* [TASK BRIEF]:
Taking the listing below, restate word for word each line from the line with "modal should display." to the line with "outcome was dropped.", ends included, and stop there.

-------------------------

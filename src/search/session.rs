//! Search modal state machine.
//!
//! Sans-IO: the session never fetches anything itself. Opening it while the
//! index is not loaded hands back a [`FetchTicket`]; the caller loads the
//! index and reports back through [`SearchSession::complete_fetch`]. Each
//! ticket carries a sequence number and only the most recently issued one is
//! accepted, so a slow superseded fetch can never overwrite a newer one.

use super::{SearchIndexEntry, filter_entries, parse_terms};
use crate::log;
use std::fmt::Display;

/// Shown while the query is empty.
pub const HINT: &str = "Type to search...";

#[derive(Debug, Clone, Copy, PartialEq, Eq)]
pub enum ModalEvent {
    /// Search button.
    Trigger,
    /// Ctrl+K / Cmd+K. Toggles.
    Shortcut,
    Escape,
    /// Click on the backdrop.
    ClickOutside,
    /// Click inside the dialog. No effect.
    ClickInside,
    /// A result was followed.
    Select,
}

/// Permission to perform one index fetch.
#[derive(Debug, Clone, Copy, PartialEq, Eq)]
#[must_use = "the index is only loaded once the ticket is completed"]
pub struct FetchTicket {
    seq: u64,
}

impl FetchTicket {
    pub const fn seq(self) -> u64 {
        self.seq
    }
}

/// What the modal should display.
#[derive(Debug, Clone, Copy, PartialEq, Eq)]
pub enum SearchView<'a> {
    Closed,
    Loading,
    Hint,
    /// The last fetch failed; reopening retries.
    Unavailable,
    NoResults { query: &'a str },
    Results(&'a [SearchIndexEntry]),
}

#[derive(Debug, Default)]
pub struct SearchSession {
    open: bool,
    query: String,
    results: Vec<SearchIndexEntry>,
    index: Option<Vec<SearchIndexEntry>>,
    /// Sequence of the most recently issued ticket.
    latest: u64,
    in_flight: bool,
}

impl SearchSession {
    pub fn new() -> Self {
        Self::default()
    }

    pub const fn is_open(&self) -> bool {
        self.open
    }

    pub const fn is_loaded(&self) -> bool {
        self.index.is_some()
    }

    pub fn query(&self) -> &str {
        &self.query
    }

    /// Apply a UI event. Returns a ticket when the index must be fetched.
    pub fn handle(&mut self, event: ModalEvent) -> Option<FetchTicket> {
        match event {
            ModalEvent::Trigger => self.open(),
            ModalEvent::Shortcut if self.open => {
                self.close();
                None
            }
            ModalEvent::Shortcut => self.open(),
            ModalEvent::Escape | ModalEvent::ClickOutside | ModalEvent::Select => {
                self.close();
                None
            }
            ModalEvent::ClickInside => None,
        }
    }

    fn open(&mut self) -> Option<FetchTicket> {
        self.open = true;
        if self.index.is_some() {
            return None;
        }
        self.latest += 1;
        self.in_flight = true;
        Some(FetchTicket { seq: self.latest })
    }

    fn close(&mut self) {
        self.open = false;
        self.query.clear();
        self.results.clear();
    }

    /// Record the outcome of a fetch.
    ///
    /// Returns `false` when the ticket is stale and the outcome was dropped.
    /// A failed latest fetch leaves the index unloaded so the next open
    /// retries.
    pub fn complete_fetch<E: Display>(
        &mut self,
        ticket: FetchTicket,
        outcome: Result<Vec<SearchIndexEntry>, E>,
    ) -> bool {
        if ticket.seq != self.latest {
            return false;
        }
        self.in_flight = false;

        match outcome {
            Ok(entries) => {
                self.index = Some(entries);
                self.refresh();
            }
            Err(err) => log!("search"; "failed to load search index: {err}"),
        }
        true
    }

    /// Replace the query. Ignored while closed.
    pub fn set_query(&mut self, query: &str) {
        if !self.open {
            return;
        }
        query.clone_into(&mut self.query);
        self.refresh();
    }

    fn refresh(&mut self) {
        self.results = match &self.index {
            Some(index) => filter_entries(index, &self.query)
                .into_iter()
                .cloned()
                .collect(),
            None => Vec::new(),
        };
    }

    pub fn view(&self) -> SearchView<'_> {
        if !self.open {
            SearchView::Closed
        } else if self.index.is_none() && self.in_flight {
            SearchView::Loading
        } else if parse_terms(&self.query).is_empty() {
            SearchView::Hint
        } else if self.index.is_none() {
            SearchView::Unavailable
        } else if self.results.is_empty() {
            SearchView::NoResults { query: &self.query }
        } else {
            SearchView::Results(&self.results)
        }
    }
}

#[cfg(test)]
mod tests {
    use super::*;

    fn entry(title: &str) -> SearchIndexEntry {
        SearchIndexEntry {
            title: title.into(),
            slug: title.to_lowercase(),
            description: None,
            category: None,
            published_at: "2024-01-01T00:00:00Z".into(),
        }
    }

    fn loaded(entries: Vec<SearchIndexEntry>) -> SearchSession {
        let mut session = SearchSession::new();
        let ticket = session.handle(ModalEvent::Trigger).unwrap();
        assert!(session.complete_fetch::<String>(ticket, Ok(entries)));
        session
    }

    #[test]
    fn test_open_issues_ticket_and_shows_loading() {
        let mut session = SearchSession::new();
        assert_eq!(session.view(), SearchView::Closed);

        let ticket = session.handle(ModalEvent::Trigger);
        assert_eq!(ticket.map(FetchTicket::seq), Some(1));
        assert_eq!(session.view(), SearchView::Loading);
    }

    #[test]
    fn test_loaded_index_is_cached() {
        let mut session = loaded(vec![entry("Hello")]);
        session.handle(ModalEvent::Escape);

        assert_eq!(session.handle(ModalEvent::Trigger), None);
        assert_eq!(session.view(), SearchView::Hint);
    }

    #[test]
    fn test_stale_completion_is_discarded() {
        let mut session = SearchSession::new();
        let first = session.handle(ModalEvent::Trigger).unwrap();
        session.handle(ModalEvent::Escape);
        let second = session.handle(ModalEvent::Trigger).unwrap();
        assert!(second.seq() > first.seq());

        assert!(session.complete_fetch::<String>(second, Ok(vec![entry("Fresh")])));
        assert!(!session.complete_fetch::<String>(first, Ok(vec![entry("Stale")])));

        session.set_query("fresh");
        assert_eq!(session.view(), SearchView::Results(&[entry("Fresh")]));
        session.set_query("stale");
        assert_eq!(session.view(), SearchView::NoResults { query: "stale" });
    }

    #[test]
    fn test_stale_failure_does_not_clear_pending_fetch() {
        let mut session = SearchSession::new();
        let first = session.handle(ModalEvent::Trigger).unwrap();
        session.handle(ModalEvent::Shortcut);
        let second = session.handle(ModalEvent::Shortcut).unwrap();

        assert!(!session.complete_fetch(first, Err("timeout")));
        assert_eq!(session.view(), SearchView::Loading);
        assert!(session.complete_fetch::<String>(second, Ok(vec![])));
        assert_eq!(session.view(), SearchView::Hint);
    }

    #[test]
    fn test_failed_fetch_retries_on_next_open() {
        let mut session = SearchSession::new();
        let ticket = session.handle(ModalEvent::Trigger).unwrap();
        assert!(session.complete_fetch(ticket, Err("index unavailable")));
        assert!(!session.is_loaded());
        assert_eq!(session.view(), SearchView::Hint);
        session.set_query("hello");
        assert_eq!(session.view(), SearchView::Unavailable);

        session.handle(ModalEvent::ClickOutside);
        let retry = session.handle(ModalEvent::Trigger);
        assert_eq!(retry.map(FetchTicket::seq), Some(2));
    }

    #[test]
    fn test_shortcut_toggles() {
        let mut session = loaded(vec![]);
        session.handle(ModalEvent::Shortcut);
        assert!(!session.is_open());
        session.handle(ModalEvent::Shortcut);
        assert!(session.is_open());
    }

    #[test]
    fn test_click_inside_keeps_state() {
        let mut session = loaded(vec![entry("Hello")]);
        session.set_query("hel");
        session.handle(ModalEvent::ClickInside);

        assert!(session.is_open());
        assert_eq!(session.query(), "hel");
    }

    #[test]
    fn test_closing_clears_query_and_results() {
        for event in [ModalEvent::Escape, ModalEvent::ClickOutside, ModalEvent::Select] {
            let mut session = loaded(vec![entry("Hello")]);
            session.set_query("hello");
            assert!(matches!(session.view(), SearchView::Results(r) if r.len() == 1));

            session.handle(event);
            assert_eq!(session.view(), SearchView::Closed);
            assert_eq!(session.query(), "");

            session.handle(ModalEvent::Trigger);
            assert_eq!(session.view(), SearchView::Hint);
        }
    }

    #[test]
    fn test_whitespace_query_is_hint_not_no_results() {
        let mut session = loaded(vec![entry("Hello")]);
        session.set_query("   ");
        assert_eq!(session.view(), SearchView::Hint);
    }

    #[test]
    fn test_query_typed_before_index_arrives() {
        let mut session = SearchSession::new();
        let ticket = session.handle(ModalEvent::Trigger).unwrap();
        session.set_query("hello");
        assert_eq!(session.view(), SearchView::Loading);

        session.complete_fetch::<String>(ticket, Ok(vec![entry("Hello"), entry("Bye")]));
        assert_eq!(session.view(), SearchView::Results(&[entry("Hello")]));
    }

    #[test]
    fn test_set_query_ignored_while_closed() {
        let mut session = SearchSession::new();
        session.set_query("hello");
        assert_eq!(session.query(), "");
    }
}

-------------------------

* [WRITTEN ANSWER]:
/// What the modal should display.
#[derive(Debug, Clone, Copy, PartialEq, Eq)]
pub enum SearchView<'a> {
    Closed,
    Loading,
    Hint,
    /// The last fetch failed; reopening retries.
    Unavailable,
    NoResults { query: &'a str },
    Results(&'a [SearchIndexEntry]),
}

#[derive(Debug, Default)]
pub struct SearchSession {
    open: bool,
    query: String,
    results: Vec<SearchIndexEntry>,
    index: Option<Vec<SearchIndexEntry>>,
    /// Sequence of the most recently issued ticket.
    latest: u64,
    in_flight: bool,
}

impl SearchSession {
    pub fn new() -> Self {
        Self::default()
    }

    pub const fn is_open(&self) -> bool {
        self.open
    }

    pub const fn is_loaded(&self) -> bool {
        self.index.is_some()
    }

    pub fn query(&self) -> &str {
        &self.query
    }

    /// Apply a UI event. Returns a ticket when the index must be fetched.
    pub fn handle(&mut self, event: ModalEvent) -> Option<FetchTicket> {
        match event {
            ModalEvent::Trigger => self.open(),
            ModalEvent::Shortcut if self.open => {
                self.close();
                None
            }
            ModalEvent::Shortcut => self.open(),
            ModalEvent::Escape | ModalEvent::ClickOutside | ModalEvent::Select => {
                self.close();
                None
            }
            ModalEvent::ClickInside => None,
        }
    }

    fn open(&mut self) -> Option<FetchTicket> {
        self.open = true;
        if self.index.is_some() {
            return None;
        }
        self.latest += 1;
        self.in_flight = true;
        Some(FetchTicket { seq: self.latest })
    }

    fn close(&mut self) {
        self.open = false;
        self.query.clear();
        self.results.clear();
    }

    /// Record the outcome of a fetch.
    ///
    /// Returns `false` when the ticket is stale and the outcome was dropped.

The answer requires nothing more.